▶ Exercise details
Below are some entries. Output each one exactly as it appears.

▶ Data entries
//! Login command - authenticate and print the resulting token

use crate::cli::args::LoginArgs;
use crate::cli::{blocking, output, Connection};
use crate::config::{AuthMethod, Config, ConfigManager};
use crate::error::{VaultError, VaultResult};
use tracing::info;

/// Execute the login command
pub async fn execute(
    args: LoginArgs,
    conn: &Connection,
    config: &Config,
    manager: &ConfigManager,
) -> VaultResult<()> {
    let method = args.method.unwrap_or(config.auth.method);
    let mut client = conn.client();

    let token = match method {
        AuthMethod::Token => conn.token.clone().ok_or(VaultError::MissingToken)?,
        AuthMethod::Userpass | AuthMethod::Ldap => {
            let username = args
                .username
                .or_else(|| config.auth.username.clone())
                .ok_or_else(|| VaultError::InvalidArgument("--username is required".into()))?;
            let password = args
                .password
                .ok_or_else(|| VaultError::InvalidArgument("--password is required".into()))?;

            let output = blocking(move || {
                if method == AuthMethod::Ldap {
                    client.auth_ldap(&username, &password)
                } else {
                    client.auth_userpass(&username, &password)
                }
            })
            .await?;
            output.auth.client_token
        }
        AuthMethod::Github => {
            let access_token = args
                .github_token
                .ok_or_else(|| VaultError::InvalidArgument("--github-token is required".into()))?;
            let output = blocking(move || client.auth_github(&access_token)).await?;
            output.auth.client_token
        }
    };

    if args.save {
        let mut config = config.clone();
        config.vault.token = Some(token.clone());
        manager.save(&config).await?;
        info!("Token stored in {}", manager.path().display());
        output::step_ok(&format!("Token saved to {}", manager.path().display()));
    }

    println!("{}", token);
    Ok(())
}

▶ Task answer
//! Login command - authenticate and print the resulting token

use crate::cli::args::LoginArgs;
use crate::cli::{blocking, output, Connection};
use crate::config::{AuthMethod, Config, ConfigManager};
use crate::error::{VaultError, VaultResult};
use tracing::info;

/// Execute the login command
pub async fn execute(
    args: LoginArgs,
    conn: &Connection,
    config: &Config,
    manager: &ConfigManager,
) -> VaultResult<()> {
    let method = args.method.unwrap_or(config.auth.method);
    let mut client = conn.client();

    let token = match method {
        AuthMethod::Token => conn.token.clone().ok_or(VaultError::MissingToken)?,
        AuthMethod::Userpass | AuthMethod::Ldap => {
            let username = args
                .username
                .or_else(|| config.auth.username.clone())
                .ok_or_else(|| VaultError::InvalidArgument("--username is required".into()))?;
            let password = args
                .password
                .ok_or_else(|| VaultError::InvalidArgument("--password is required".into()))?;

            let output = blocking(move || {
                if method == AuthMethod::Ldap {
                    client.auth_ldap(&username, &password)
                } else {
                    client.auth_userpass(&username, &password)
                }
            })
            .await?;
            output.auth.client_token
        }
        AuthMethod::Github => {
            let access_token = args
                .github_token
                .ok_or_else(|| VaultError::InvalidArgument("--github-token is required".into()))?;
            let output = blocking(move || client.auth_github(&access_token)).await?;
            output.auth.client_token
        }
    };

    if args.save {
        let mut config = config.clone();
        config.vault.token = Some(token.clone());
        manager.save(&config).await?;
        info!("Token stored in {}", manager.path().display());
        output::step_ok(&format!("Token saved to {}", manager.path().display()));
    }

    println!("{}", token);
    Ok(())
}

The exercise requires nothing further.